What this task involves: Each line below that includes the word "from" is to be reported.

[Excerpted records Boundary: Start]

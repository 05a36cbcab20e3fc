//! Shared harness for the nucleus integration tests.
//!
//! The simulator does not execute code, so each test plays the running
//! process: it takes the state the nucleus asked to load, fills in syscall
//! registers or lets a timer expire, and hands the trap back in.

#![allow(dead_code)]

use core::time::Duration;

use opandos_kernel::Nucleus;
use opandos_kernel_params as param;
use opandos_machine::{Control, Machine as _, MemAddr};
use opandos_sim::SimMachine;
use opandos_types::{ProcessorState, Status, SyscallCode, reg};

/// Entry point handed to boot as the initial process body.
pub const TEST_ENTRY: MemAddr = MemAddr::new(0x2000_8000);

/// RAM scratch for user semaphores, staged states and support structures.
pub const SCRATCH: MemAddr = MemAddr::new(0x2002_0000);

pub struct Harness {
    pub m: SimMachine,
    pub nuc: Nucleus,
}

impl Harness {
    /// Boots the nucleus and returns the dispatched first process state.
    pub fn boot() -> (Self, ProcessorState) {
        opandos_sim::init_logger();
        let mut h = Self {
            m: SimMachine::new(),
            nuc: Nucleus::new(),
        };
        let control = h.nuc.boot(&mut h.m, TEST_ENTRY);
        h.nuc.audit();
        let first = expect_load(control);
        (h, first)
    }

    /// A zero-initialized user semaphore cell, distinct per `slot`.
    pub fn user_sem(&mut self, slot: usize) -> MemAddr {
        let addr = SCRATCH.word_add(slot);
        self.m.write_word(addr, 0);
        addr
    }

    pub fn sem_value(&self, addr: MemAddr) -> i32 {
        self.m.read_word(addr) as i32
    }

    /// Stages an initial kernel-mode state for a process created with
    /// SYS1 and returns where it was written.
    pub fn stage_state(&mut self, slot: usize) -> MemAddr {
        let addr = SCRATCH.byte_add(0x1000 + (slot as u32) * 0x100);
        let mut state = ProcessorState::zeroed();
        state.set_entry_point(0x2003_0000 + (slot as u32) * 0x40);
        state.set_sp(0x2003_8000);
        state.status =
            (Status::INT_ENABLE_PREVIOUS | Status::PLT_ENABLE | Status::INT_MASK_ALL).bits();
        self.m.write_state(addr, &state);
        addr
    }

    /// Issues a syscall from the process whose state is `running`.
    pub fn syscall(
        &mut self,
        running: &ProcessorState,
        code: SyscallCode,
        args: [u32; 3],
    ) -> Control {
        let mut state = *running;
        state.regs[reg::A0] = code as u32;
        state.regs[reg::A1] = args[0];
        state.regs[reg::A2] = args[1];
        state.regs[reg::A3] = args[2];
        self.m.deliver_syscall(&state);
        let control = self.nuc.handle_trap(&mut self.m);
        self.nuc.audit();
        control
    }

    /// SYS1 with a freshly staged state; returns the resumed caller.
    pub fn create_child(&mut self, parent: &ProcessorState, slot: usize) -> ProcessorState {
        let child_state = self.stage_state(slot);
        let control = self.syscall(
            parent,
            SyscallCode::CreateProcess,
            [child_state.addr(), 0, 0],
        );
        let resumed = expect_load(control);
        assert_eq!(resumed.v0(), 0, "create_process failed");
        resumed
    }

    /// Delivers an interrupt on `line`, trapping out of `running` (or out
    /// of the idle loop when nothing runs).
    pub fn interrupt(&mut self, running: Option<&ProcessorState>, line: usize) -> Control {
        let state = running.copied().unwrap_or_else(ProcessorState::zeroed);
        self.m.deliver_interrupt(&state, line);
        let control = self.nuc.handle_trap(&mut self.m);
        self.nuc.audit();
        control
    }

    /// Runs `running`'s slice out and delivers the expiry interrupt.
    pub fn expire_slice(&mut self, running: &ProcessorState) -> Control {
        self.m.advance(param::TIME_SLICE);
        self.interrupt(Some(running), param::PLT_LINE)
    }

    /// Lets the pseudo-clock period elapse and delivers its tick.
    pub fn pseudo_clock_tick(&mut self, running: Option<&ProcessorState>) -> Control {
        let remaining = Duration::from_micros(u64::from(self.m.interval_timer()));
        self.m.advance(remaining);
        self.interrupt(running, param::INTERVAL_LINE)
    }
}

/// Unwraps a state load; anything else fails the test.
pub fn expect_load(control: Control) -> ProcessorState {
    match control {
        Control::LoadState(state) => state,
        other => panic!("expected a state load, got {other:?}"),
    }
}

[Excerpted records Boundary: End]

Result of this exercise:
    /// Issues a syscall from the process whose state is `running`.
        let remaining = Duration::from_micros(u64::from(self.m.interval_timer()));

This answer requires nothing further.